Lo terrorífico que atenta con ese estado de plenitud femenina, de explorar el cuerpo y descubrir zonas de placer, es la leyenda de un chofer de autobús escolar que captura niñas y las hace desaparecer. Las niñas crecen con ese discurso y esa señal de advertencia. En cualquier momento de descuido pueden ser raptadas por el monstruo. La desprotección de las primas aumenta cuando vemos que en el escenario veraniego de su hogar los adultos están ausentes. Las figuras masculinas que aparecen son las de dos jardineros mientras que las madres y la abuela hablan y se mueven en fuera de campo. La madre de Cleo, luego de la pérdida de su otra hija, queda en un estado de shock permanente, paralizada en una cama mirando televisión casi sin pestañear. El uso del fuera de campo para construir la ausencia del mundo adulto es maravillosa en ese sentido. Son como seres que están omnipresentes pero que rara vez vemos frente a cámara. Ahí los gritos que claman “mamá, mamá, mamá”son más solícitos que nunca y parecieran emular a quienes llaman a otro/a en un juego de escondidas.

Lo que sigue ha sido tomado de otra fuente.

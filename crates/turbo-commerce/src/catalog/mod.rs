//! Catalog records the storefront receives from the backend.

mod card;
mod variant;

pub use card::{FilterPayload, FilterReply, ProductCard};
pub use variant::{
    stock_text, PartialVariant, ProductVariant, VariantPayload, VariantReply, VariantUpdate,
    FULL_VARIANT_MESSAGE,
};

“Dime chiquitita, dime la verdad si te casarías con ese animal. No, mamá. No, papá. Soy muy chiquitita para ser mamá”, cantan las niñas en un juego infantil. Lo siniestro del mundo adulto atenta contra la inocencia de la infancia. Berruezo filma a las niñas desde un punto de vista voyeurista lo que permite intensificar esta idea de que el monstruo no sólo frecuenta los exteriores de la casa, sino también los interiores. Como niñas ya saben que “hacerse señorita” implica una pérdida y que sus progenitoras están solas. A lo largo de la película, no aparecen personajes masculinos que encarnen la paternidad. No sabemos si las niñas tienen padre o no, si sus madres están solteras, divorciadas o son viudas. Se trata de mujeres adultas que se las arreglan solas con sus hijas mujeres como pueden. Por tanto, el ingreso al universo femenino es casi el de un sumergimiento como el de la hermana de Cleo en la pileta. Fascina, da placer, pero puede ahogar por lo siniestro del afuera. El miedo que genera contradicciones o que pretende limitar la libertad femenina sólo se vence mediante la empatía. Las niñas y sus madres que se abrazan, se acompañan, se piden perdón y no se abandonan. Sumergirse en las profundidades del agua no tiene que provocar miedo al desborde, sino placer a la libertad. Berruezo apuesta a ese mensaje y el resultado final es una piel que se eriza de emoción.

Mamá, Mamá, Mamá (Argentina, 2020). Dirección: Sol Berruezo Pichon-Riviere. Duración: 65′. Competencia Argentina. Disponible: 23, 24 y 25 de noviembre.

Estreno disponible en la Plataforma virtual Puentes de Cine.